Segment Start: Entries supplied
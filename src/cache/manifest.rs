//! Durable Tier Manifests
//!
//! On-disk index of the L3 tier. Layout:
//!
//! ```text
//! root/config.json
//! root/<namespace>/manifest.json
//! root/<namespace>/<hash>.arrow
//! ```
//!
//! Both JSON documents are written to a temporary sibling and renamed into
//! place, so readers never observe a partial file.

use std::collections::BTreeMap;
use std::path::Path;

use chrono::{DateTime, Utc};
use serde::{Deserialize, Serialize};

use super::key::Params;
use crate::error::Result;

/// Manifest file name inside a namespace directory
pub const MANIFEST_FILE: &str = "manifest.json";

/// Root config file name
pub const ROOT_CONFIG_FILE: &str = "config.json";

/// Payload file extension
pub const PAYLOAD_EXT: &str = "arrow";

/// Current on-disk layout version
pub const LAYOUT_VERSION: u32 = 1;

/// Metadata for one persisted payload
#[derive(Debug, Clone, PartialEq, Serialize, Deserialize)]
pub struct ManifestEntry {
    pub params: Params,
    pub created_at: DateTime<Utc>,
    pub last_accessed: DateTime<Utc>,
    pub size_bytes: u64,
    pub row_count: u64,
    #[serde(default)]
    pub access_count: u64,
    pub compression: String,
}

/// Per-namespace index: content hash -> entry
#[derive(Debug, Clone, Default, PartialEq, Serialize, Deserialize)]
pub struct Manifest {
    pub endpoint: String,
    #[serde(default)]
    pub files: BTreeMap<String, ManifestEntry>,
    #[serde(default)]
    pub total_files: u64,
    #[serde(default)]
    pub total_size_bytes: u64,
}

impl Manifest {
    pub fn new(endpoint: impl Into<String>) -> Self {
        Self {
            endpoint: endpoint.into(),
            ..Self::default()
        }
    }

    /// Insert or replace an entry
    pub fn insert(&mut self, hash: impl Into<String>, entry: ManifestEntry) -> Option<ManifestEntry> {
        let old = self.files.insert(hash.into(), entry);
        self.recompute_totals();
        old
    }

    pub fn remove(&mut self, hash: &str) -> Option<ManifestEntry> {
        let old = self.files.remove(hash);
        if old.is_some() {
            self.recompute_totals();
        }
        old
    }

    pub fn get(&self, hash: &str) -> Option<&ManifestEntry> {
        self.files.get(hash)
    }

    /// Record a read
    pub fn touch(&mut self, hash: &str, at: DateTime<Utc>) -> bool {
        match self.files.get_mut(hash) {
            Some(entry) => {
                entry.last_accessed = at;
                entry.access_count += 1;
                true
            }
            None => false,
        }
    }

    pub fn is_empty(&self) -> bool {
        self.files.is_empty()
    }

    /// Totals are derived; never trust the stored values
    pub fn recompute_totals(&mut self) {
        self.total_files = self.files.len() as u64;
        self.total_size_bytes = self.files.values().map(|e| e.size_bytes).sum();
    }

    /// Read a manifest; `None` if the file does not exist
    pub async fn load(path: &Path) -> Result<Option<Self>> {
        let Some(mut manifest) = read_json::<Self>(path).await? else {
            return Ok(None);
        };
        manifest.recompute_totals();
        Ok(Some(manifest))
    }

    pub async fn save(&self, path: &Path) -> Result<()> {
        write_json_atomic(path, self).await
    }
}

/// Root `config.json`
#[derive(Debug, Clone, PartialEq, Serialize, Deserialize)]
pub struct RootConfig {
    pub version: u32,
    pub compression: String,
    pub max_size_mb: u64,
    pub created_at: DateTime<Utc>,
}

impl RootConfig {
    pub fn new(compression: impl Into<String>, max_size_mb: u64) -> Self {
        Self {
            version: LAYOUT_VERSION,
            compression: compression.into(),
            max_size_mb,
            created_at: Utc::now(),
        }
    }

    pub async fn load(path: &Path) -> Result<Option<Self>> {
        read_json(path).await
    }

    pub async fn save(&self, path: &Path) -> Result<()> {
        write_json_atomic(path, self).await
    }
}

async fn read_json<T: serde::de::DeserializeOwned>(path: &Path) -> Result<Option<T>> {
    match tokio::fs::read(path).await {
        Ok(bytes) => Ok(Some(serde_json::from_slice(&bytes)?)),
        Err(e) if e.kind() == std::io::ErrorKind::NotFound => Ok(None),
        Err(e) => Err(e.into()),
    }
}

/// Write to `<path>.<uuid>.tmp` then rename over `path`
pub(crate) async fn write_json_atomic<T: Serialize>(path: &Path, value: &T) -> Result<()> {
    let json = serde_json::to_vec_pretty(value)?;
    let tmp = temp_sibling(path);
    tokio::fs::write(&tmp, &json).await?;
    if let Err(e) = tokio::fs::rename(&tmp, path).await {
        let _ = tokio::fs::remove_file(&tmp).await;
        return Err(e.into());
    }
    Ok(())
}

/// Unique temporary path next to `path`
pub(crate) fn temp_sibling(path: &Path) -> std::path::PathBuf {
    let name = path
        .file_name()
        .map(|n| n.to_string_lossy().into_owned())
        .unwrap_or_default();
    path.with_file_name(format!("{name}.{}.tmp", uuid::Uuid::new_v4().simple()))
}

// =============================================================================
// Tests
// =============================================================================

#[cfg(test)]
mod tests {
    use super::*;
    use serde_json::json;

    fn make_entry(size: u64) -> ManifestEntry {
        let now = Utc::now();
        ManifestEntry {
            params: Params::from([("team".to_string(), json!("Lakers"))]),
            created_at: now,
            last_accessed: now,
            size_bytes: size,
            row_count: 10,
            access_count: 0,
            compression: "lz4".into(),
        }
    }

    #[test]
    fn test_totals_follow_entries() {
        let mut manifest = Manifest::new("team_game_log");
        manifest.insert("a", make_entry(100));
        manifest.insert("b", make_entry(50));
        assert_eq!((manifest.total_files, manifest.total_size_bytes), (2, 150));

        manifest.insert("a", make_entry(10));
        assert_eq!(manifest.total_size_bytes, 60);

        assert!(manifest.remove("b").is_some());
        assert!(manifest.remove("b").is_none());
        assert_eq!((manifest.total_files, manifest.total_size_bytes), (1, 10));
    }

    #[test]
    fn test_touch() {
        let mut manifest = Manifest::new("ns");
        manifest.insert("a", make_entry(1));
        let later = Utc::now() + chrono::Duration::seconds(5);
        assert!(manifest.touch("a", later));
        assert!(!manifest.touch("missing", later));

        let entry = manifest.get("a").unwrap();
        assert_eq!(entry.last_accessed, later);
        assert_eq!(entry.access_count, 1);
    }

    #[test]
    fn test_wire_layout() {
        let mut manifest = Manifest::new("team_game_log");
        manifest.insert("0123456789abcdef", make_entry(42));
        let value = serde_json::to_value(&manifest).unwrap();

        assert_eq!(value["endpoint"], "team_game_log");
        assert_eq!(value["total_files"], 1);
        assert_eq!(value["total_size_bytes"], 42);
        let file = &value["files"]["0123456789abcdef"];
        for field in [
            "params",
            "created_at",
            "last_accessed",
            "size_bytes",
            "row_count",
            "access_count",
            "compression",
        ] {
            assert!(file.get(field).is_some(), "{field}");
        }
    }

    #[tokio::test]
    async fn test_save_load_roundtrip() {
        let dir = tempfile::tempdir().unwrap();
        let path = dir.path().join(MANIFEST_FILE);
        assert!(Manifest::load(&path).await.unwrap().is_none());

        let mut manifest = Manifest::new("ns");
        manifest.insert("a", make_entry(7));
        manifest.save(&path).await.unwrap();

        let loaded = Manifest::load(&path).await.unwrap().unwrap();
        assert_eq!(loaded, manifest);

        // No temp files left behind
        let leftovers = std::fs::read_dir(dir.path())
            .unwrap()
            .filter(|e| e.as_ref().unwrap().path().extension().is_some_and(|x| x == "tmp"))
            .count();
        assert_eq!(leftovers, 0);
    }

    #[tokio::test]
    async fn test_load_recomputes_stale_totals() {
        let dir = tempfile::tempdir().unwrap();
        let path = dir.path().join(MANIFEST_FILE);
        let mut manifest = Manifest::new("ns");
        manifest.insert("a", make_entry(7));
        manifest.total_size_bytes = 999;
        manifest.save(&path).await.unwrap();

        assert_eq!(Manifest::load(&path).await.unwrap().unwrap().total_size_bytes, 7);
    }

    #[tokio::test]
    async fn test_root_config_roundtrip() {
        let dir = tempfile::tempdir().unwrap();
        let path = dir.path().join(ROOT_CONFIG_FILE);
        let config = RootConfig::new("zstd", 64);
        config.save(&path).await.unwrap();
        let loaded = RootConfig::load(&path).await.unwrap().unwrap();
        assert_eq!(loaded, config);
        assert_eq!(loaded.version, LAYOUT_VERSION);
    }
}
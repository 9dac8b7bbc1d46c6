//! Tier Health
//!
//! Health of each cache tier and the overall verdict. A degraded tier only
//! costs hit rate; fetches keep working.

use std::fmt;
use std::time::Duration;

use serde::{Deserialize, Serialize};

/// Tier verdict, ordered from best to worst
#[derive(Debug, Clone, Copy, PartialEq, Eq, PartialOrd, Ord, Serialize, Deserialize)]
#[serde(rename_all = "lowercase")]
pub enum HealthStatus {
    Healthy,
    /// Tier is skipped or lagging; fetches still succeed
    Degraded,
    /// Tier is configured but cannot serve at all
    Unhealthy,
}

impl HealthStatus {
    pub fn is_operational(&self) -> bool {
        *self != HealthStatus::Unhealthy
    }

    pub fn is_healthy(&self) -> bool {
        *self == HealthStatus::Healthy
    }
}

impl fmt::Display for HealthStatus {
    fn fmt(&self, f: &mut fmt::Formatter<'_>) -> fmt::Result {
        f.write_str(match self {
            HealthStatus::Healthy => "healthy",
            HealthStatus::Degraded => "degraded",
            HealthStatus::Unhealthy => "unhealthy",
        })
    }
}

/// Verdict for one tier, with how long checking it took
#[derive(Debug, Clone, Serialize, Deserialize)]
pub struct TierCheck {
    pub tier: String,
    pub status: HealthStatus,
    #[serde(default, skip_serializing_if = "Option::is_none")]
    pub message: Option<String>,
    pub duration_ms: u64,
}

impl TierCheck {
    fn new(tier: impl Into<String>, status: HealthStatus, message: Option<String>) -> Self {
        Self {
            tier: tier.into(),
            status,
            message,
            duration_ms: 0,
        }
    }

    pub fn healthy(tier: impl Into<String>) -> Self {
        Self::new(tier, HealthStatus::Healthy, None)
    }

    pub fn degraded(tier: impl Into<String>, reason: impl Into<String>) -> Self {
        Self::new(tier, HealthStatus::Degraded, Some(reason.into()))
    }

    pub fn unhealthy(tier: impl Into<String>, reason: impl Into<String>) -> Self {
        Self::new(tier, HealthStatus::Unhealthy, Some(reason.into()))
    }

    /// Attach a note without changing the status
    pub fn with_message(self, message: impl Into<String>) -> Self {
        Self {
            message: Some(message.into()),
            ..self
        }
    }

    pub fn with_duration(self, elapsed: Duration) -> Self {
        Self {
            duration_ms: u64::try_from(elapsed.as_millis()).unwrap_or(u64::MAX),
            ..self
        }
    }
}

/// Health of the whole cache
#[derive(Debug, Clone, Serialize, Deserialize)]
pub struct HealthReport {
    /// Worst tier status
    pub status: HealthStatus,
    pub tiers: Vec<TierCheck>,
    pub version: String,
    pub uptime_seconds: u64,
}

impl HealthReport {
    pub fn new(tiers: Vec<TierCheck>, uptime: Duration) -> Self {
        Self {
            status: tiers.iter().map(|c| c.status).max().unwrap_or(HealthStatus::Healthy),
            tiers,
            version: env!("CARGO_PKG_VERSION").to_string(),
            uptime_seconds: uptime.as_secs(),
        }
    }

    pub fn tier(&self, name: &str) -> Option<&TierCheck> {
        self.tiers.iter().find(|c| c.tier == name)
    }
}
/// Result of [`FetchOrchestrator::get_or_fetch`]
#[derive(Debug, Clone)]
pub struct FetchOutcome {
    pub table: Arc<Table>,
    pub from_cache: bool,
    pub provenance: ProvenanceRecord,
}

/// Entries removed per tier by an invalidation
#[derive(Debug, Clone, Copy, Default, PartialEq, Eq, Serialize)]
pub struct InvalidationReport {
    pub l1: u64,
    pub l2: u64,
    pub l3: u64,
}

impl InvalidationReport {
    pub fn total(&self) -> u64 {
        self.l1 + self.l2 + self.l3
    }
}

/// Per-tier statistics
#[derive(Debug, Clone, Serialize)]
pub struct TierStats {
    pub l1: L1Stats,
    pub l2: L2Stats,
    /// `None` until the persistent tier is enabled
    pub l3: Option<L3Stats>,
}

/// Snapshot returned by [`FetchOrchestrator::get_stats`]
#[derive(Debug, Clone, Serialize)]
pub struct StatsSnapshot {
    pub hits: u64,
    pub misses: u64,
    pub errors: u64,
    pub bypassed: u64,
    pub hit_rate_percent: f64,
    pub promotions: u64,
    pub l3_writes_dropped: u64,
    pub origin_latency: Duration,
    pub tiers: TierStats,
    pub writer: Option<WriterStats>,
}

struct PersistentTier {
    cache: Arc<DurableColumnarCache>,
    /// `None` when writes are awaited inline
    writer: Option<BackgroundWriter>,
}

/// Tiered cache in front of an origin fetch
pub struct FetchOrchestrator {
    settings: CacheSettings,
    registry: NamespaceRegistry,
    mapper: PushdownMapper,
    l1: Arc<VolatileLocalCache>,
    l2: Arc<SharedRemoteCache>,
    persistent: RwLock<Option<Arc<PersistentTier>>>,
    /// L2 copies of L3 hits still being written
    promotions: Mutex<Vec<JoinHandle<()>>>,
    metrics: Arc<CacheMetrics>,
    ttl_policy: TtlPolicy,
    started: Instant,
}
Segment End: Entries supplied
▶ **Your goal**
Lines in the data above may contain the word "later"; count them and give only the number.

▶ **Response to this task**
4